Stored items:
-------

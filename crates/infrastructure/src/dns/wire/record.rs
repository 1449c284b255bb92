use super::name::{decode_name, encode_name, CompressionTable};
use super::{ByteReader, ByteWriter};
use authdns_domain::{RecordClass, RecordType, ResourceRecord, WireError};

/// Decodes one resource record at `offset`, returning it and the offset after it.
///
/// RDATA is copied out verbatim without length checks against the type;
/// compressed names inside it are not expanded.
pub fn decode_record(
    reader: &ByteReader<'_>,
    offset: usize,
) -> Result<(ResourceRecord, usize), WireError> {
    let (name, consumed) = decode_name(reader, offset)?;
    let (rtype, pos) = reader.read_u16(offset + consumed)?;
    let (rclass, pos) = reader.read_u16(pos)?;
    let (ttl, pos) = reader.read_u32(pos)?;
    let (rdlength, pos) = reader.read_u16(pos)?;
    let (rdata, pos) = reader.read_bytes(pos, usize::from(rdlength))?;

    Ok((
        ResourceRecord::new(
            name,
            RecordType::from_u16(rtype),
            RecordClass::from_u16(rclass),
            ttl,
            rdata.to_vec(),
        ),
        pos,
    ))
}

/// Writes one resource record. Nothing is written when the record is rejected.
pub fn encode_record(
    writer: &mut ByteWriter,
    record: &ResourceRecord,
    table: &mut CompressionTable,
) -> Result<(), WireError> {
    if !record.has_valid_rdata_len() {
        return Err(invalid_rdata(record));
    }
    let rdlength = u16::try_from(record.rdata.len()).map_err(|_| WireError::InvalidRecord {
        rtype: record.rtype.to_u16(),
        expected: usize::from(u16::MAX),
        actual: record.rdata.len(),
    })?;

    encode_name(writer, &record.name, table);
    writer.write_u16(record.rtype.to_u16());
    writer.write_u16(record.rclass.to_u16());
    writer.write_u32(record.ttl);
    writer.write_u16(rdlength);
    writer.write_bytes(&record.rdata);
    Ok(())
}

fn invalid_rdata(record: &ResourceRecord) -> WireError {
    WireError::InvalidRecord {
        rtype: record.rtype.to_u16(),
        expected: record.rtype.expected_rdata_len().unwrap_or_default(),
        actual: record.rdata.len(),
    }
}
use authdns_domain::{AnswerConfig, Question, ResourceRecord};
use std::net::Ipv4Addr;

use crate::ports::AnswerSource;

/// Answers every A/IN question with the configured address, whatever the name.
#[derive(Debug, Clone)]
pub struct SyntheticAnswerSource {
    address: Ipv4Addr,
    ttl: u32,
}

impl SyntheticAnswerSource {
    pub fn new(address: Ipv4Addr, ttl: u32) -> Self {
        Self { address, ttl }
    }

    pub fn from_config(config: &AnswerConfig) -> Self {
        Self::new(config.address, config.ttl)
    }
}

impl AnswerSource for SyntheticAnswerSource {
    fn answers_for(&self, question: &Question) -> Vec<ResourceRecord> {
        if !question.is_internet_a() {
            return Vec::new();
        }
        vec![ResourceRecord::a(
            question.name.clone(),
            self.address,
            self.ttl,
        )]
    }
}
use std::fmt;

/// TYPE / QTYPE codes. Codes without a named variant are preserved in `Unknown`.
#[derive(Debug, Clone, Copy, PartialEq, Eq, Hash)]
pub enum RecordType {
    A,
    NS,
    CNAME,
    SOA,
    PTR,
    MX,
    TXT,
    AAAA,
    SRV,
    OPT,
    ANY,
    Unknown(u16),
}

impl RecordType {
    pub fn as_str(&self) -> &'static str {
        match self {
            RecordType::A => "A",
            RecordType::NS => "NS",
            RecordType::CNAME => "CNAME",
            RecordType::SOA => "SOA",
            RecordType::PTR => "PTR",
            RecordType::MX => "MX",
            RecordType::TXT => "TXT",
            RecordType::AAAA => "AAAA",
            RecordType::SRV => "SRV",
            RecordType::OPT => "OPT",
            RecordType::ANY => "ANY",
            RecordType::Unknown(_) => "UNKNOWN",
        }
    }

    pub fn to_u16(&self) -> u16 {
        match self {
            RecordType::A => 1,
            RecordType::NS => 2,
            RecordType::CNAME => 5,
            RecordType::SOA => 6,
            RecordType::PTR => 12,
            RecordType::MX => 15,
            RecordType::TXT => 16,
            RecordType::AAAA => 28,
            RecordType::SRV => 33,
            RecordType::OPT => 41,
            RecordType::ANY => 255,
            RecordType::Unknown(code) => *code,
        }
    }

    pub fn from_u16(code: u16) -> Self {
        match code {
            1 => RecordType::A,
            2 => RecordType::NS,
            5 => RecordType::CNAME,
            6 => RecordType::SOA,
            12 => RecordType::PTR,
            15 => RecordType::MX,
            16 => RecordType::TXT,
            28 => RecordType::AAAA,
            33 => RecordType::SRV,
            41 => RecordType::OPT,
            255 => RecordType::ANY,
            other => RecordType::Unknown(other),
        }
    }

    /// Fixed RDATA length prescribed by the type, if it has one.
    pub fn expected_rdata_len(&self) -> Option<usize> {
        match self {
            RecordType::A => Some(4),
            RecordType::AAAA => Some(16),
            _ => None,
        }
    }
}

impl fmt::Display for RecordType {
    fn fmt(&self, f: &mut fmt::Formatter<'_>) -> fmt::Result {
        match self {
            RecordType::Unknown(code) => write!(f, "TYPE{}", code),
            other => write!(f, "{}", other.as_str()),
        }
    }
}
pub mod dns;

-------

TASK TO COMPLETE » Each entry above should be restated exactly as supplied.

COMPLETED EXERCISE »
filename crates/infrastructure/src/dns/wire/record.rs
repository 1449c284b255bb92
use super::name::{decode_name, encode_name, CompressionTable};
use super::{ByteReader, ByteWriter};
use authdns_domain::{RecordClass, RecordType, ResourceRecord, WireError};

/// Decodes one resource record at `offset`, returning it and the offset after it.
///
/// RDATA is copied out verbatim without length checks against the type;
/// compressed names inside it are not expanded.
pub fn decode_record(
    reader: &ByteReader<'_>,
    offset: usize,
) -> Result<(ResourceRecord, usize), WireError> {
    let (name, consumed) = decode_name(reader, offset)?;
    let (rtype, pos) = reader.read_u16(offset + consumed)?;
    let (rclass, pos) = reader.read_u16(pos)?;
    let (ttl, pos) = reader.read_u32(pos)?;
    let (rdlength, pos) = reader.read_u16(pos)?;
    let (rdata, pos) = reader.read_bytes(pos, usize::from(rdlength))?;

    Ok((
        ResourceRecord::new(
            name,
            RecordType::from_u16(rtype),
            RecordClass::from_u16(rclass),
            ttl,
            rdata.to_vec(),
        ),
        pos,
    ))
}

/// Writes one resource record. Nothing is written when the record is rejected.
pub fn encode_record(
    writer: &mut ByteWriter,
    record: &ResourceRecord,
    table: &mut CompressionTable,
) -> Result<(), WireError> {
    if !record.has_valid_rdata_len() {
        return Err(invalid_rdata(record));
    }
    let rdlength = u16::try_from(record.rdata.len()).map_err(|_| WireError::InvalidRecord {
        rtype: record.rtype.to_u16(),
        expected: usize::from(u16::MAX),
        actual: record.rdata.len(),
    })?;

    encode_name(writer, &record.name, table);
    writer.write_u16(record.rtype.to_u16());
    writer.write_u16(record.rclass.to_u16());
    writer.write_u32(record.ttl);
    writer.write_u16(rdlength);
    writer.write_bytes(&record.rdata);
    Ok(())
}

fn invalid_rdata(record: &ResourceRecord) -> WireError {
    WireError::InvalidRecord {
        rtype: record.rtype.to_u16(),
        expected: record.rtype.expected_rdata_len().unwrap_or_default(),
        actual: record.rdata.len(),
    }
}
use authdns_domain::{AnswerConfig, Question, ResourceRecord};
use std::net::Ipv4Addr;

use crate::ports::AnswerSource;

/// Answers every A/IN question with the configured address, whatever the name.
#[derive(Debug, Clone)]
pub struct SyntheticAnswerSource {
    address: Ipv4Addr,
    ttl: u32,
}

impl SyntheticAnswerSource {
    pub fn new(address: Ipv4Addr, ttl: u32) -> Self {
        Self { address, ttl }
    }

    pub fn from_config(config: &AnswerConfig) -> Self {
        Self::new(config.address, config.ttl)
    }
}

impl AnswerSource for SyntheticAnswerSource {
    fn answers_for(&self, question: &Question) -> Vec<ResourceRecord> {
        if !question.is_internet_a() {
            return Vec::new();
        }
        vec![ResourceRecord::a(
            question.name.clone(),
            self.address,
            self.ttl,
        )]
    }
}
use std::fmt;

/// TYPE / QTYPE codes. Codes without a named variant are preserved in `Unknown`.
#[derive(Debug, Clone, Copy, PartialEq, Eq, Hash)]
pub enum RecordType {
    A,
    NS,
    CNAME,
    SOA,
    PTR,
    MX,
    TXT,
    AAAA,
    SRV,
    OPT,
    ANY,
    Unknown(u16),
}

impl RecordType {
    pub fn as_str(&self) -> &'static str {
        match self {
            RecordType::A => "A",
            RecordType::NS => "NS",
            RecordType::CNAME => "CNAME",
            RecordType::SOA => "SOA",
            RecordType::PTR => "PTR",
            RecordType::MX => "MX",
            RecordType::TXT => "TXT",
            RecordType::AAAA => "AAAA",
            RecordType::SRV => "SRV",
            RecordType::OPT => "OPT",
            RecordType::ANY => "ANY",
            RecordType::Unknown(_) => "UNKNOWN",
        }
    }

    pub fn to_u16(&self) -> u16 {
        match self {
            RecordType::A => 1,
            RecordType::NS => 2,
            RecordType::CNAME => 5,
            RecordType::SOA => 6,
            RecordType::PTR => 12,
            RecordType::MX => 15,
            RecordType::TXT => 16,
            RecordType::AAAA => 28,
            RecordType::SRV => 33,
            RecordType::OPT => 41,
            RecordType::ANY => 255,
            RecordType::Unknown(code) => *code,
        }
    }

    pub fn from_u16(code: u16) -> Self {
        match code {
            1 => RecordType::A,
            2 => RecordType::NS,
            5 => RecordType::CNAME,
            6 => RecordType::SOA,
            12 => RecordType::PTR,
            15 => RecordType::MX,
            16 => RecordType::TXT,
            28 => RecordType::AAAA,
            33 => RecordType::SRV,
            41 => RecordType::OPT,
            255 => RecordType::ANY,
            other => RecordType::Unknown(other),
        }
    }

    /// Fixed RDATA length prescribed by the type, if it has one.
    pub fn expected_rdata_len(&self) -> Option<usize> {
        match self {
            RecordType::A => Some(4),
            RecordType::AAAA => Some(16),
            _ => None,
        }
    }
}

impl fmt::Display for RecordType {
    fn fmt(&self, f: &mut fmt::Formatter<'_>) -> fmt::Result {
        match self {
            RecordType::Unknown(code) => write!(f, "TYPE{}", code),
            other => write!(f, "{}", other.as_str()),
        }
    }
}
pub mod dns;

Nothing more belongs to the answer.